# DVT and Still MTB?



## fred-da-trog (Oct 28, 2003)

I'm looking for advice from those experienced. I was released from the hospital a few days ago with blood thinners and pain meds. My initial thoughts are start slow, ride mild terrain and cover the normally exposed arms and legs. Thoughts?


----------



## SWriverstone (Sep 3, 2009)

Wow, tough question Fred! Not sure anyone here is qualified to answer...but starting slow, riding mild terrain, and covering the exposed arms and legs sounds reasonable to me.
Scott


----------



## Boomchakabowwow (Sep 8, 2015)

my boss is an avid cyclist and runner. he suffered this.

i vote you do exactly what the doctor says. i know he took it easy for a while. but he's back. he is running the NYC marathon coming up.


----------



## coyotegulch (Jun 25, 2008)

I am in the medical field and say +1 to following your doctor's advice.


----------



## Velobike (Jun 23, 2007)

fred-da-trog said:


> I'm looking for advice from those experienced. I was released from the hospital a few days ago with blood thinners and pain meds. My initial thoughts are start slow, ride mild terrain and cover the normally exposed arms and legs. Thoughts?


I've had 2 serious episodes shortly after long haul flights resulting in ambulance trips, sirens etc, intensive care, and cardiac ward. (I don't do long haul flights anymore!)

After the second episode I was put on blood thinners permanently, and so far so good.

Firstly do what your doc says, but make sure he's a cyclist. 

The blood thinners seemed to work really well and I was itching to get out and at it very quickly.

I asked the doc if it was ok to do a bit of cycling, and he felt exercise was good, just don't fall off onto anything sharp or get internal injuries. (I forgot to mention what "a bit of cycling" meant in my case)

So I did a 24 hour race 6 weeks after my first hospitalisation, and 2 months after the second.

I do take a bit more care in my riding now, and avoid high speed descents to minimise the chances of a serious impact. I bleed like a stuck pig if I hit thorns - it looks very dramatic. 

But again, check with your doctor. I was in pretty good condition before the flights so maybe my recovery was easier.


----------



## Eric Malcolm (Dec 18, 2011)

Velo, I am sure you did not explain to your doctor precisely the scale of what you cycle!!

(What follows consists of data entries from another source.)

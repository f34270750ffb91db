pub mod api;
pub mod core;
pub mod systems;
pub mod renderer;
pub mod input;

// Re-export key types at crate root for convenience
pub use api::config::{DustConfig, InputMode, Layout};
pub use api::error::DustError;
pub use api::sim::{FrameStats, Simulation};
pub use core::color::Rgb;
pub use core::rng::Rng;
pub use core::scheduler::{FrameRequester, LoopState, Scheduler};
pub use input::pointer::PointerTracker;
pub use input::queue::{InputEvent, InputQueue};
pub use renderer::raster::RasterSurface;
pub use renderer::surface::{FontSpec, Surface, TextAlign, TextBaseline, TextStyle};
pub use systems::field::{target_population, Particle, ParticleField, MAX_SAMPLE_ATTEMPTS};
pub use systems::grid::{generate_dots, Dot};
pub use systems::mask::{render_text_mask, TextMask};
//! Last known pointer position plus touch/hover engagement.

use glam::Vec2;

use crate::api::config::InputMode;
use crate::input::queue::InputEvent;

/// Tracks where the pointer is and whether it currently engages the field.
///
/// Leaving the surface or lifting a finger resets the position to the origin.
#[derive(Debug, Clone)]
pub struct PointerTracker {
    mode: InputMode,
    pos: Vec2,
    touching: bool,
    hovering: bool,
}

impl PointerTracker {
    pub fn new(mode: InputMode) -> Self {
        Self {
            mode,
            pos: Vec2::ZERO,
            touching: false,
            hovering: false,
        }
    }

    /// Apply one input event. `Resize` is not a pointer event and is ignored.
    pub fn apply(&mut self, event: &InputEvent) {
        match *event {
            InputEvent::PointerMove { x, y } => {
                self.pos = Vec2::new(x, y);
                self.hovering = true;
            }
            InputEvent::TouchMove { x, y } => {
                self.pos = Vec2::new(x, y);
            }
            InputEvent::TouchStart => {
                self.touching = true;
            }
            InputEvent::TouchEnd => {
                // Taps are followed by compatibility mouse events; lifting ends hover too.
                self.touching = false;
                self.hovering = false;
                self.pos = Vec2::ZERO;
            }
            InputEvent::PointerLeave => {
                self.hovering = false;
                // Touch-only devices fire synthetic leaves; their position is owned by touch events.
                if self.mode != InputMode::Touch {
                    self.pos = Vec2::ZERO;
                }
            }
            InputEvent::Resize { .. } => {}
        }
    }

    /// Whether particles near the pointer should scatter right now.
    pub fn engaged(&self) -> bool {
        match self.mode {
            InputMode::Pointer => true,
            InputMode::Touch => self.touching,
            InputMode::Hybrid => self.touching || self.hovering,
        }
    }

    pub fn position(&self) -> Vec2 {
        self.pos
    }

    pub fn is_touching(&self) -> bool {
        self.touching
    }

    pub fn mode(&self) -> InputMode {
        self.mode
    }
}

#[cfg(test)]
mod tests {
    use super::*;

    #[test]
    fn pointer_move_updates_position_only() {
        let mut t = PointerTracker::new(InputMode::Pointer);
        t.apply(&InputEvent::PointerMove { x: 12.0, y: 34.0 });
        assert_eq!(t.position(), Vec2::new(12.0, 34.0));
        assert!(!t.is_touching());
        assert!(t.engaged());
    }

    #[test]
    fn touch_lifecycle() {
        let mut t = PointerTracker::new(InputMode::Touch);
        assert!(!t.engaged());

        t.apply(&InputEvent::TouchStart);
        t.apply(&InputEvent::TouchMove { x: 100.0, y: 200.0 });
        assert!(t.engaged());
        assert_eq!(t.position(), Vec2::new(100.0, 200.0));

        t.apply(&InputEvent::TouchEnd);
        assert!(!t.engaged());
        assert_eq!(t.position(), Vec2::ZERO);
    }

    #[test]
    fn leave_resets_position_on_pointer_devices() {
        let mut t = PointerTracker::new(InputMode::Pointer);
        t.apply(&InputEvent::PointerMove { x: 5.0, y: 5.0 });
        t.apply(&InputEvent::PointerLeave);
        assert_eq!(t.position(), Vec2::ZERO);
    }

    #[test]
    fn leave_is_ignored_on_touch_devices() {
        let mut t = PointerTracker::new(InputMode::Touch);
        t.apply(&InputEvent::TouchStart);
        t.apply(&InputEvent::TouchMove { x: 5.0, y: 5.0 });
        t.apply(&InputEvent::PointerLeave);
        assert_eq!(t.position(), Vec2::new(5.0, 5.0));
        assert!(t.engaged());
    }

    #[test]
    fn hybrid_engages_on_hover_or_touch() {
        let mut t = PointerTracker::new(InputMode::Hybrid);
        assert!(!t.engaged());

        t.apply(&InputEvent::PointerMove { x: 1.0, y: 1.0 });
        assert!(t.engaged());

        t.apply(&InputEvent::PointerLeave);
        assert!(!t.engaged());
        assert_eq!(t.position(), Vec2::ZERO);

        t.apply(&InputEvent::TouchStart);
        assert!(t.engaged());
        t.apply(&InputEvent::TouchEnd);
        assert!(!t.engaged());
    }

    #[test]
    fn hybrid_touch_end_clears_hover_from_compat_mouse_events() {
        let mut t = PointerTracker::new(InputMode::Hybrid);
        t.apply(&InputEvent::TouchStart);
        t.apply(&InputEvent::TouchMove { x: 40.0, y: 60.0 });
        t.apply(&InputEvent::PointerMove { x: 40.0, y: 60.0 });
        t.apply(&InputEvent::TouchEnd);

        assert_eq!(t.position(), Vec2::ZERO);
        assert!(!t.engaged(), "no engagement left at the origin after lifting");
    }

    #[test]
    fn resize_is_not_a_pointer_event() {
        let mut t = PointerTracker::new(InputMode::Pointer);
        t.apply(&InputEvent::PointerMove { x: 9.0, y: 9.0 });
        t.apply(&InputEvent::Resize { width: 10, height: 10 });
        assert_eq!(t.position(), Vec2::new(9.0, 9.0));
    }
}
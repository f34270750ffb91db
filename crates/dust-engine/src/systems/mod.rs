pub mod field;
pub mod grid;
pub mod mask;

I would think he was expecting you to ride down to the local to shop and return home while wrapped up in cotton wool.

Eric


----------



## Miker J (Nov 4, 2003)

Assuming it's something like Coumadin, Xarelto, etc...

No mountain biking.


----------



## Velobike (Jun 23, 2007)

Miker J said:


> Assuming it's something like Coumadin, Xarelto, etc...
> 
> No mountain biking.


I'm on Xarelto.


----------



## Miker J (Nov 4, 2003)

Velobike said:


> I'm on Xarelto.


Hopefully you'll be off the thinner in 3-6 months, then return.

In the meantime, work on the motor with less hazardous activities. Winter is coming up anyway.


----------



## Velobike (Jun 23, 2007)

Miker J said:


> Hopefully you'll be off the thinner in 3-6 months, then return.
> 
> In the meantime, work on the motor with less hazardous activities. Winter is coming up anyway.


I'm on it for life.

Turns out I have a genetic propensity to clots.

Is there medical evidence to suggest I shouldn't be riding?


----------



## Miker J (Nov 4, 2003)

Velobike said:


> I'm on it for life.
> 
> Turns out I have a genetic propensity to clots.
> 
> Is there medical evidence to suggest I shouldn't be riding?


Sorry to hear that.

There is a clear concensus in health care that contact sports should be avoided while taking anticoagulants. Google "anticoagulants and contact sports". This recommendation is based on very sound medical rationale. It is unlikely that well controlled studies have been conducted on this issue however. Still, this is advice I strongly believe in. I manage patients with bleeds almost every week who are on anticoagulants.

So, do we consider mountain biking a "contact sport"? Injuries sustained during real mountain biking likely compare, if not exceed, those inccured during traditional contact sports as far as I can tell. I'd guess there are studies out there that may give you the frequency with which significant injuries occur during different sports. Anecdotally I can say that while significant trauma does not occur as frequently with mountain biking as it may with American football, or boxing, or other martial arts, when it does, it is often more serious. Personally I've done a lot of heavy contact sports, and my worst injuries have come from mountain biking. Maybe if your mountain biking style was very non-aggressive you might feel differently.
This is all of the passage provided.